Kapal dibelokkan merapat ke sebuah dinding kapur di kaki tebing. Mesin dimatikan. Tidak sesuai rencana memang. Namun kami harus ke sini untuk menyaksikan salah satu tampilan menarik dari Teluk Tomori. Tebing-tebing kapur menjulang puluhan meter di hadapan saya bak etalase yang memamerkan cap-cap tangan manusia purba.

Ya. Cap tangan layaknya yang kita saksikan di Leang-Leang. Di Teluk Tomori bekas-bekas peninggalan manusia purba juga berserak di mana-mana, pada setiap sudut teluknya. Jejak arkeologi inilah yang menjadi sebuah misteri menarik untuk diteliti.

“Apabila bicara soal mitologi maka cap tangan itu juga punya cerita,” ungkap Pak Gatot memecah keheningan, “Di dinding kapur ini terdapat cap tangan kanan sedangkan di dinding kapur sebelah terdapat cap tangan kiri. Menurut mitos dulunya dinding ini rapat satu sama lain, namun seorang yang sakti mendorongnya dengan kedua tangannya hingga mereka terpisah sedemikian jauh. Meninggalkan bekas tangan di kedua sisi tebing.”

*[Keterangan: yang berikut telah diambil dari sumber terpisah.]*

//! Index synchronization
//!
//! Walks the scoped part of the tree, diffs it against the documents the
//! store already holds, and applies deletions, updates, and creations in
//! one exclusive transaction. A failure anywhere rolls the whole sync back.

use crate::config::Config;
use crate::error::{DirftsError, Result};
use crate::exclude::ExclusionSet;
use crate::locate::{normalize, IndexScope};
use crate::store::{Document, Store, StoreTxn};
use crate::walker::{relative_path, OnDiskEntry, TreeWalker};
use indicatif::{ProgressBar, ProgressStyle};
use std::collections::{BTreeMap, HashMap};
use std::fs::File;
use std::io::{self, ErrorKind, Read};
use std::path::{Path, PathBuf};
use std::time::Duration;
use tracing::{debug, info, warn};

/// Changes needed to bring the store in line with the disk
#[derive(Debug, Default, PartialEq, Eq)]
pub struct SyncPlan {
    /// On-disk files with no document
    pub created: Vec<OnDiskEntry>,
    /// Documents whose file is newer than the stored timestamp
    pub updated: Vec<(i64, OnDiskEntry)>,
    /// Documents with no on-disk file
    pub deleted: Vec<Document>,
}

impl SyncPlan {
    /// Diff the on-disk set against stored documents.
    ///
    /// A file is only updated when its timestamp moved forward; a file whose
    /// timestamp went backwards keeps its stored body. Deletions are only
    /// computed when `detect_deletions` is set, which a sync of explicitly
    /// named files never does.
    pub fn diff(
        on_disk: BTreeMap<String, OnDiskEntry>,
        mut documents: HashMap<String, Document>,
        detect_deletions: bool,
    ) -> Self {
        let mut plan = Self::default();

        for (path, entry) in on_disk {
            match documents.remove(&path) {
                None => plan.created.push(entry),
                Some(doc) if doc.last_modified < entry.last_modified => {
                    plan.updated.push((doc.docid, entry))
                }
                Some(_) => {}
            }
        }

        if detect_deletions {
            plan.deleted = documents.into_values().collect();
            plan.deleted.sort_by(|a, b| a.path.cmp(&b.path));
        }

        plan
    }

    pub fn is_empty(&self) -> bool {
        self.created.is_empty() && self.updated.is_empty() && self.deleted.is_empty()
    }
}

/// Synchronizes an index with the filesystem
pub struct Indexer {
    config: Config,
    progress: bool,
}

impl Indexer {
    /// Create a new indexer with the given configuration
    pub fn new(config: Config) -> Self {
        Self {
            config,
            progress: false,
        }
    }

    /// Show a spinner on stderr while syncing
    pub fn with_progress(mut self, progress: bool) -> Self {
        self.progress = progress;
        self
    }

    /// Sync everything under the scope's prefix, deleting documents whose
    /// files are gone
    pub fn sync(&self, store: &mut Store, scope: &IndexScope) -> Result<SyncStats> {
        self.run(store, scope, None)
    }

    /// Sync only the named files (caller-relative or absolute). Named
    /// directories are walked. Never deletes documents.
    pub fn sync_files(
        &self,
        store: &mut Store,
        scope: &IndexScope,
        files: &[PathBuf],
    ) -> Result<SyncStats> {
        self.run(store, scope, Some(files))
    }

    fn run(
        &self,
        store: &mut Store,
        scope: &IndexScope,
        files: Option<&[PathBuf]>,
    ) -> Result<SyncStats> {
        info!("Syncing {:?} (prefix {:?})", scope.root, scope.prefix);

        let pb = self.spinner();
        let mut stats = SyncStats::default();

        let txn = store.transaction()?;
        let rules = ExclusionSet::compile(&txn.exclusion_rules()?)?;

        pb.set_message("Scanning files...");
        let on_disk = match files {
            None => self.walk(&scope.root, &scope.prefix, &rules, &mut stats)?,
            Some(files) => {
                let mut on_disk = BTreeMap::new();
                for file in files {
                    let subpath = explicit_subpath(scope, file)?;
                    on_disk.append(&mut self.walk(&scope.root, &subpath, &rules, &mut stats)?);
                }
                on_disk
            }
        };
        debug!("Found {} files on disk", on_disk.len());

        let documents = txn.documents_under(&scope.prefix)?;
        let plan = SyncPlan::diff(on_disk, documents, files.is_none());

        if plan.is_empty() {
            debug!("Index already up to date");
        } else {
            pb.set_message("Applying changes...");
            self.apply(&txn, &plan, &mut stats, &pb)?;
        }

        txn.commit()?;
        pb.finish_and_clear();

        if stats.skipped > 0 {
            warn!("Skipped {} unreadable files", stats.skipped);
        }
        info!("{}", stats);

        Ok(stats)
    }

    /// Apply a plan in delete, update, create order. Files that vanished or
    /// became unreadable since the walk are counted as skipped.
    fn apply(
        &self,
        txn: &StoreTxn<'_>,
        plan: &SyncPlan,
        stats: &mut SyncStats,
        pb: &ProgressBar,
    ) -> Result<()> {
        for doc in &plan.deleted {
            debug!("Deleting {}", doc.path);
            txn.delete_document(doc.docid)?;
            stats.deleted += 1;
        }

        for (docid, entry) in &plan.updated {
            match self.read_body(entry)? {
                Some(body) => {
                    debug!("Updating {}", entry.relative_path);
                    txn.update_document(*docid, entry.last_modified, &body)?;
                    stats.updated += 1;
                }
                None => stats.skipped += 1,
            }
            pb.tick();
        }

        for entry in &plan.created {
            match self.read_body(entry)? {
                Some(body) => {
                    debug!("Adding new file {}", entry.relative_path);
                    txn.insert_document(&entry.relative_path, entry.last_modified, &body)?;
                    stats.created += 1;
                }
                None => stats.skipped += 1,
            }
            pb.tick();
        }

        Ok(())
    }

    /// Drain one walk into a path-keyed set
    fn walk(
        &self,
        root: &Path,
        subpath: &str,
        rules: &ExclusionSet,
        stats: &mut SyncStats,
    ) -> Result<BTreeMap<String, OnDiskEntry>> {
        let mut walker = TreeWalker::new(root, subpath, rules);
        let mut on_disk = BTreeMap::new();
        for entry in walker.by_ref() {
            let entry = entry?;
            on_disk.insert(entry.relative_path.clone(), entry);
        }
        stats.ignored += walker.ignored();
        Ok(on_disk)
    }

    /// Read at most `max_file_size` bytes; `None` if the file vanished or
    /// cannot be read
    fn read_body(&self, entry: &OnDiskEntry) -> Result<Option<Vec<u8>>> {
        let file = match File::open(&entry.full_path) {
            Ok(file) => file,
            Err(e) if is_soft_skip(&e) => {
                warn!("Skipping {}: {}", entry.relative_path, e);
                return Ok(None);
            }
            Err(e) => return Err(e.into()),
        };

        let cap = self.config.max_file_size;
        let mut body = Vec::with_capacity(entry.size.min(cap) as usize);
        match file.take(cap).read_to_end(&mut body) {
            Ok(_) => {}
            Err(e) if is_soft_skip(&e) => {
                warn!("Skipping {}: {}", entry.relative_path, e);
                return Ok(None);
            }
            Err(e) => return Err(e.into()),
        }

        if entry.size > cap {
            debug!(
                "Truncated {} to {} of {} bytes",
                entry.relative_path, cap, entry.size
            );
        }
        Ok(Some(body))
    }

    fn spinner(&self) -> ProgressBar {
        if !self.progress {
            return ProgressBar::hidden();
        }
        let pb = ProgressBar::new_spinner();
        if let Ok(style) = ProgressStyle::default_spinner().template("{spinner:.green} {msg}") {
            pb.set_style(style);
        }
        pb.enable_steady_tick(Duration::from_millis(100));
        pb
    }
}

/// Per-file races that skip the file instead of failing the sync
fn is_soft_skip(e: &io::Error) -> bool {
    matches!(e.kind(), ErrorKind::NotFound | ErrorKind::PermissionDenied)
}

/// Index-relative path of an explicitly named file, which must lie in scope
fn explicit_subpath(scope: &IndexScope, file: &Path) -> Result<String> {
    let full = normalize(&scope.scope_dir().join(file))?;
    let rel = relative_path(&scope.root, &full)
        .ok_or_else(|| DirftsError::InvalidPath(format!("{:?} is outside the index", file)))?;

    let in_scope = scope.prefix.is_empty()
        || rel == scope.prefix
        || scope.to_caller_path(&rel).is_some();
    if !in_scope {
        return Err(DirftsError::InvalidPath(format!(
            "{:?} is outside {:?}",
            file, scope.prefix
        )));
    }
    Ok(rel)
}

/// Outcome counts of one sync
#[derive(Debug, Default, Clone, Copy, PartialEq, Eq)]
pub struct SyncStats {
    /// Documents added for new files
    pub created: usize,
    /// Documents refreshed from newer files
    pub updated: usize,
    /// Documents removed for vanished files
    pub deleted: usize,
    /// Entries dropped by exclusion rules
    pub ignored: usize,
    /// Files that vanished or were unreadable at read time
    pub skipped: usize,
}

impl SyncStats {
    /// Whether the sync changed the store
    pub fn changed(&self) -> bool {
        self.created > 0 || self.updated > 0 || self.deleted > 0
    }
}

impl std::fmt::Display for SyncStats {
    fn fmt(&self, f: &mut std::fmt::Formatter<'_>) -> std::fmt::Result {
        write!(
            f,
            "{} new documents, {} updates, {} deletes, {} ignored",
            self.created, self.updated, self.deleted, self.ignored
        )?;
        if self.skipped > 0 {
            write!(f, ", {} skipped", self.skipped)?;
        }
        Ok(())
    }
}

Kedua sisi tebing saling berhadap-hadapan, terpisah hampir dua kilometer. Masing-masing mempunyai cap seukuran tangan manusia dewasa yang dikelilingi oleh semburat warna merah, entah dari mana.

Saya mengamati lekat-lekat bekas telapak tangan tersebut. Tertempel begitu saja di tinggian tebing. Entah bagaimana cara manusia pada zaman purba memanjatnya untuk menggambar di atas sana.

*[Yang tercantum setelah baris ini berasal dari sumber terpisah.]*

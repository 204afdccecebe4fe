//! Exclusion rules
//!
//! Three rule kinds decide whether a walked entry is left out of the index:
//! literal and glob rules look at the entry's basename, regex rules search
//! the whole index-relative path. Rules are compiled once per sync and
//! reused for every entry of the walk.

use crate::error::{DirftsError, Result};
use globset::{GlobBuilder, GlobMatcher};
use regex::Regex;

/// Kind of an exclusion rule
#[derive(Debug, Clone, Copy, PartialEq, Eq)]
pub enum RuleKind {
    /// Exact basename equality
    Literal,
    /// Shell-style glob against the basename
    Glob,
    /// Regex search against the index-relative path
    Regex,
}

impl RuleKind {
    /// Name stored in the `exclusions` table
    pub fn as_str(&self) -> &'static str {
        match self {
            Self::Literal => "simple",
            Self::Glob => "glob",
            Self::Regex => "re",
        }
    }
}

impl std::fmt::Display for RuleKind {
    fn fmt(&self, f: &mut std::fmt::Formatter<'_>) -> std::fmt::Result {
        f.write_str(self.as_str())
    }
}

impl std::str::FromStr for RuleKind {
    type Err = DirftsError;

    fn from_str(s: &str) -> Result<Self> {
        match s.to_lowercase().as_str() {
            "simple" | "literal" => Ok(Self::Literal),
            "glob" => Ok(Self::Glob),
            "re" | "regex" => Ok(Self::Regex),
            _ => Err(DirftsError::InvalidRule(format!(
                "Unknown rule kind: {}. Valid options: literal, glob, regex",
                s
            ))),
        }
    }
}

/// A persisted exclusion rule
#[derive(Debug, Clone, PartialEq, Eq)]
pub struct ExclusionRule {
    pub kind: RuleKind,
    pub pattern: String,
}

impl ExclusionRule {
    pub fn new(kind: RuleKind, pattern: impl Into<String>) -> Self {
        Self {
            kind,
            pattern: pattern.into(),
        }
    }

    pub fn literal(pattern: impl Into<String>) -> Self {
        Self::new(RuleKind::Literal, pattern)
    }

    pub fn glob(pattern: impl Into<String>) -> Self {
        Self::new(RuleKind::Glob, pattern)
    }

    pub fn regex(pattern: impl Into<String>) -> Self {
        Self::new(RuleKind::Regex, pattern)
    }

    /// Compile the rule, rejecting malformed patterns
    pub fn compile(&self) -> Result<CompiledRule> {
        if self.pattern.is_empty() {
            return Err(DirftsError::InvalidRule(format!(
                "empty {} pattern",
                self.kind
            )));
        }

        match self.kind {
            RuleKind::Literal => Ok(CompiledRule::Literal(self.pattern.clone())),
            RuleKind::Glob => {
                let glob = GlobBuilder::new(&self.pattern)
                    .literal_separator(true)
                    .build()
                    .map_err(|e| DirftsError::InvalidRule(format!("{}: {}", self.pattern, e)))?;
                Ok(CompiledRule::Glob(glob.compile_matcher()))
            }
            RuleKind::Regex => {
                let regex = Regex::new(&self.pattern)
                    .map_err(|e| DirftsError::InvalidRule(format!("{}: {}", self.pattern, e)))?;
                Ok(CompiledRule::Regex(regex))
            }
        }
    }
}

impl std::fmt::Display for ExclusionRule {
    fn fmt(&self, f: &mut std::fmt::Formatter<'_>) -> std::fmt::Result {
        write!(f, "{}\t{}", self.kind, self.pattern)
    }
}

/// A rule ready for matching
#[derive(Debug, Clone)]
pub enum CompiledRule {
    Literal(String),
    Glob(GlobMatcher),
    Regex(Regex),
}

impl CompiledRule {
    /// Check a candidate; `relative_path` is `/`-separated from the index root
    pub fn matches(&self, basename: &str, relative_path: &str) -> bool {
        match self {
            Self::Literal(name) => name == basename,
            Self::Glob(glob) => glob.is_match(basename),
            Self::Regex(regex) => regex.is_match(relative_path),
        }
    }
}

/// Snapshot of compiled rules for one walk
#[derive(Debug, Clone, Default)]
pub struct ExclusionSet {
    rules: Vec<CompiledRule>,
}

impl ExclusionSet {
    /// Compile every rule; any malformed rule rejects the whole set
    pub fn compile<'a, I>(rules: I) -> Result<Self>
    where
        I: IntoIterator<Item = &'a ExclusionRule>,
    {
        let rules = rules
            .into_iter()
            .map(ExclusionRule::compile)
            .collect::<Result<Vec<_>>>()?;
        Ok(Self { rules })
    }

    /// A set that excludes nothing
    pub fn empty() -> Self {
        Self::default()
    }

    /// True if any rule matches
    pub fn is_excluded(&self, basename: &str, relative_path: &str) -> bool {
        self.rules
            .iter()
            .any(|rule| rule.matches(basename, relative_path))
    }

    /// True if `relative_path` or any directory above it is excluded.
    ///
    /// Each component is checked with its own basename and the path up to
    /// and including it, the same way the walk checks entries.
    pub fn is_path_excluded(&self, relative_path: &str) -> bool {
        relative_path
            .match_indices('/')
            .map(|(end, _)| end)
            .chain(std::iter::once(relative_path.len()))
            .any(|end| {
                let path = &relative_path[..end];
                let basename = path.rsplit('/').next().unwrap_or(path);
                !basename.is_empty() && self.is_excluded(basename, path)
            })
    }

    pub fn len(&self) -> usize {
        self.rules.len()
    }

    pub fn is_empty(&self) -> bool {
        self.rules.is_empty()
    }
}

/// Rules seeded into every new index
pub fn default_rules() -> Vec<ExclusionRule> {
    vec![
        // the store file and its SQLite journal
        ExclusionRule::glob(format!("{}*", crate::config::STORE_FILENAME)),
        ExclusionRule::literal(".git"),
    ]
}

Saya jadi teringat kepada catatan Van Heekeren di dalam bukunya. Sang arkeolog mengisahkan bahwa cap tangan manusia purba di nusantara banyak yang dilukiskan untuk memaknai kematian. Cap-cap telapak tangan menggambarkan para arwah yang sedang meraba-raba jalan menuju ke dalam kehidupan setelah kematian. Di dalam beberapa budaya purba, cap telapak tangan juga dapat dimaknai sebagai ungkapan bela sungkawa dari keluarga yang ditinggalkan.

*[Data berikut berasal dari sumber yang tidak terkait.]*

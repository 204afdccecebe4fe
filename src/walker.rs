//! Directory traversal
//!
//! Lazily enumerates regular files under an index root, pruning excluded
//! directories and dropping excluded files as it goes.

use crate::error::{DirftsError, Result};
use crate::exclude::ExclusionSet;
use std::fs::Metadata;
use std::io::ErrorKind;
use std::path::{Component, Path, PathBuf};
use std::time::UNIX_EPOCH;
use tracing::{debug, warn};
use walkdir::WalkDir;

/// A regular file seen during one walk
#[derive(Debug, Clone, PartialEq, Eq)]
pub struct OnDiskEntry {
    /// Absolute path on disk
    pub full_path: PathBuf,
    /// Path relative to the index root, `/`-separated
    pub relative_path: String,
    /// Modification time in seconds since the epoch
    pub last_modified: i64,
    /// Size in bytes
    pub size: u64,
}

/// Depth-first walk of `root/subpath`, sorted by name within each directory
pub struct TreeWalker<'r> {
    root: PathBuf,
    rules: &'r ExclusionSet,
    inner: walkdir::IntoIter,
    ignored: usize,
    pruned: bool,
}

impl<'r> TreeWalker<'r> {
    /// Start a fresh walk; `subpath` is relative to `root` and may be empty.
    ///
    /// `subpath` may also name a single file, in which case the walk yields
    /// at most that file.
    ///
    /// If `subpath` or any directory above it is excluded, the walk yields
    /// nothing and counts one ignored entry.
    pub fn new(root: &Path, subpath: &str, rules: &'r ExclusionSet) -> Self {
        let pruned = rules.is_path_excluded(subpath);
        if pruned {
            debug!("Excluded walk start {}", subpath);
        }

        let start = if subpath.is_empty() {
            root.to_path_buf()
        } else {
            root.join(subpath)
        };

        let inner = WalkDir::new(start)
            .follow_links(false)
            .follow_root_links(false)
            .sort_by_file_name()
            .into_iter();

        Self {
            root: root.to_path_buf(),
            rules,
            inner,
            ignored: usize::from(pruned),
            pruned,
        }
    }

    /// Entries dropped by exclusion rules so far (pruned directories count once)
    pub fn ignored(&self) -> usize {
        self.ignored
    }
}

impl Iterator for TreeWalker<'_> {
    type Item = Result<OnDiskEntry>;

    fn next(&mut self) -> Option<Self::Item> {
        if self.pruned {
            return None;
        }
        loop {
            let entry = match self.inner.next()? {
                Ok(entry) => entry,
                Err(e) => {
                    if e.io_error().map(|io| io.kind()) == Some(ErrorKind::NotFound) {
                        debug!("Vanished during walk: {:?}", e.path());
                        continue;
                    }
                    return Some(Err(DirftsError::Walk(e)));
                }
            };

            let file_type = entry.file_type();

            let relative_path = match relative_path(&self.root, entry.path()) {
                Some(rel) => rel,
                None => {
                    warn!("Skipping non-UTF-8 path {:?}", entry.path());
                    self.ignored += 1;
                    if file_type.is_dir() {
                        self.inner.skip_current_dir();
                    }
                    continue;
                }
            };

            if !relative_path.is_empty() {
                let basename = entry.file_name().to_string_lossy();
                if self.rules.is_excluded(&basename, &relative_path) {
                    debug!("Excluded {}", relative_path);
                    self.ignored += 1;
                    if file_type.is_dir() {
                        self.inner.skip_current_dir();
                    }
                    continue;
                }
            }

            if file_type.is_dir() {
                continue;
            }
            if file_type.is_symlink() {
                debug!("Skipping symlink {}", relative_path);
                continue;
            }
            if !file_type.is_file() {
                warn!("Skipping non-regular file {}", relative_path);
                continue;
            }

            let metadata = match entry.metadata() {
                Ok(metadata) => metadata,
                Err(e) => {
                    if e.io_error().map(|io| io.kind()) == Some(ErrorKind::NotFound) {
                        debug!("Vanished before stat: {}", relative_path);
                        continue;
                    }
                    return Some(Err(DirftsError::Walk(e)));
                }
            };

            return Some(Ok(OnDiskEntry {
                full_path: entry.into_path(),
                relative_path,
                last_modified: mtime_secs(&metadata),
                size: metadata.len(),
            }));
        }
    }
}

/// `/`-joined path of `path` below `root`, or `None` if it is not below
/// `root` or not valid UTF-8. The root itself maps to the empty string.
pub fn relative_path(root: &Path, path: &Path) -> Option<String> {
    let rest = path.strip_prefix(root).ok()?;
    let mut parts = Vec::new();
    for component in rest.components() {
        match component {
            Component::Normal(part) => parts.push(part.to_str()?),
            Component::CurDir => {}
            _ => return None,
        }
    }
    Some(parts.join("/"))
}

/// Modification time in whole seconds since the epoch
pub fn mtime_secs(metadata: &Metadata) -> i64 {
    match metadata.modified() {
        Ok(time) => match time.duration_since(UNIX_EPOCH) {
            Ok(d) => d.as_secs() as i64,
            Err(e) => -(e.duration().as_secs() as i64),
        },
        Err(_) => 0,
    }
}

#[cfg(test)]
mod tests {
    use super::*;
    use crate::exclude::ExclusionRule;
    use std::fs;
    use tempfile::tempdir;

    fn touch(root: &Path, rel: &str, content: &str) {
        let path = root.join(rel);
        fs::create_dir_all(path.parent().unwrap()).unwrap();
        fs::write(path, content).unwrap();
    }

    fn walk_paths(root: &Path, subpath: &str, rules: &ExclusionSet) -> Vec<String> {
        TreeWalker::new(root, subpath, rules)
            .map(|e| e.unwrap().relative_path)
            .collect()
    }

    #[test]
    fn test_walk_is_sorted_and_relative() {
        let dir = tempdir().unwrap();
        touch(dir.path(), "b.txt", "b");
        touch(dir.path(), "a.txt", "a");
        touch(dir.path(), "sub/c.txt", "c");
        touch(dir.path(), "sub/deeper/d.txt", "d");

        let rules = ExclusionSet::empty();
        assert_eq!(
            walk_paths(dir.path(), "", &rules),
            vec!["a.txt", "b.txt", "sub/c.txt", "sub/deeper/d.txt"]
        );
        assert_eq!(
            walk_paths(dir.path(), "sub", &rules),
            vec!["sub/c.txt", "sub/deeper/d.txt"]
        );
    }

    #[test]
    fn test_walk_entry_fields() {
        let dir = tempdir().unwrap();
        touch(dir.path(), "a.txt", "hello");

        let rules = ExclusionSet::empty();
        let entries: Vec<OnDiskEntry> = TreeWalker::new(dir.path(), "", &rules)
            .collect::<Result<_>>()
            .unwrap();

        assert_eq!(entries.len(), 1);
        assert_eq!(entries[0].size, 5);
        assert_eq!(entries[0].full_path, dir.path().join("a.txt"));
        assert!(entries[0].last_modified > 0);
    }

    #[test]
    fn test_excluded_directories_are_pruned() {
        let dir = tempdir().unwrap();
        touch(dir.path(), "keep.txt", "k");
        touch(dir.path(), "build/out.txt", "o");
        touch(dir.path(), "build/nested/more.txt", "m");
        touch(dir.path(), "src/build/x.txt", "x");

        let rules = ExclusionSet::compile(&[ExclusionRule::literal("build")]).unwrap();
        let mut walker = TreeWalker::new(dir.path(), "", &rules);
        let paths: Vec<String> = walker.by_ref().map(|e| e.unwrap().relative_path).collect();

        assert_eq!(paths, vec!["keep.txt"]);
        assert_eq!(walker.ignored(), 2);
    }

    #[test]
    fn test_regex_rule_uses_relative_path() {
        let dir = tempdir().unwrap();
        touch(dir.path(), "docs/a.md", "a");
        touch(dir.path(), "src/docs.rs", "b");

        let rules = ExclusionSet::compile(&[ExclusionRule::regex("^docs/")]).unwrap();
        assert_eq!(walk_paths(dir.path(), "", &rules), vec!["src/docs.rs"]);
    }

    #[cfg(unix)]
    #[test]
    fn test_symlinks_are_skipped() {
        let dir = tempdir().unwrap();
        touch(dir.path(), "real.txt", "r");
        std::os::unix::fs::symlink(dir.path().join("real.txt"), dir.path().join("link.txt"))
            .unwrap();
        std::os::unix::fs::symlink(dir.path(), dir.path().join("loop")).unwrap();

        let rules = ExclusionSet::empty();
        assert_eq!(walk_paths(dir.path(), "", &rules), vec!["real.txt"]);
    }

    #[test]
    fn test_missing_start_is_empty() {
        let dir = tempdir().unwrap();
        let rules = ExclusionSet::empty();
        assert!(walk_paths(dir.path(), "gone", &rules).is_empty());
    }

    #[test]
    fn test_walk_is_restartable() {
        let dir = tempdir().unwrap();
        touch(dir.path(), "a.txt", "a");

        let rules = ExclusionSet::empty();
        let first = walk_paths(dir.path(), "", &rules);
        let second = walk_paths(dir.path(), "", &rules);
        assert_eq!(first, second);
    }

    #[test]
    fn test_single_file_walk() {
        let dir = tempdir().unwrap();
        touch(dir.path(), "a.txt", "abc");
        touch(dir.path(), "skip.log", "x");

        let rules = ExclusionSet::compile(&[ExclusionRule::glob("*.log")]).unwrap();

        assert_eq!(walk_paths(dir.path(), "a.txt", &rules), vec!["a.txt"]);
        assert!(walk_paths(dir.path(), "missing.txt", &rules).is_empty());

        let mut walker = TreeWalker::new(dir.path(), "skip.log", &rules);
        assert!(walker.next().is_none());
        assert_eq!(walker.ignored(), 1);
    }

    #[test]
    fn test_excluded_scope_directory() {
        let dir = tempdir().unwrap();
        touch(dir.path(), "build/out.txt", "o");

        let rules = ExclusionSet::compile(&[ExclusionRule::literal("build")]).unwrap();
        assert!(walk_paths(dir.path(), "build", &rules).is_empty());
    }

    #[test]
    fn test_excluded_ancestor_prunes_walk() {
        let dir = tempdir().unwrap();
        touch(dir.path(), ".git/config", "c");
        touch(dir.path(), ".git/objects/pack", "p");

        let rules = ExclusionSet::compile(&[ExclusionRule::literal(".git")]).unwrap();

        let mut walker = TreeWalker::new(dir.path(), ".git/objects", &rules);
        assert!(walker.next().is_none());
        assert_eq!(walker.ignored(), 1);

        let mut walker = TreeWalker::new(dir.path(), ".git/config", &rules);
        assert!(walker.next().is_none());
        assert_eq!(walker.ignored(), 1);
    }

    #[test]
    fn test_walk_through_file_fails() {
        let dir = tempdir().unwrap();
        touch(dir.path(), "a.txt", "abc");

        let rules = ExclusionSet::empty();
        let mut walker = TreeWalker::new(dir.path(), "a.txt/inner", &rules);
        assert!(matches!(walker.next(), Some(Err(DirftsError::Walk(_)))));
    }

    #[test]
    fn test_relative_path() {
        let root = Path::new("/a");
        assert_eq!(relative_path(root, Path::new("/a/b/c.txt")).unwrap(), "b/c.txt");
        assert_eq!(relative_path(root, Path::new("/a")).unwrap(), "");
        assert!(relative_path(root, Path::new("/ab/c")).is_none());
    }
}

Entahlah. Saya bukan arkeolog dan barangkali saya tidak akan pernah mendapati makna dari lukisan purba di Teluk Tomori ini, namun cukup aman untuk disimpulkan bahwa makna dari cap telapak tangan ini selaras dengan catatan Van Heekeren. Pelan-pelan mesin kapal pun kembali dihidupkan, kami berputar menjauh.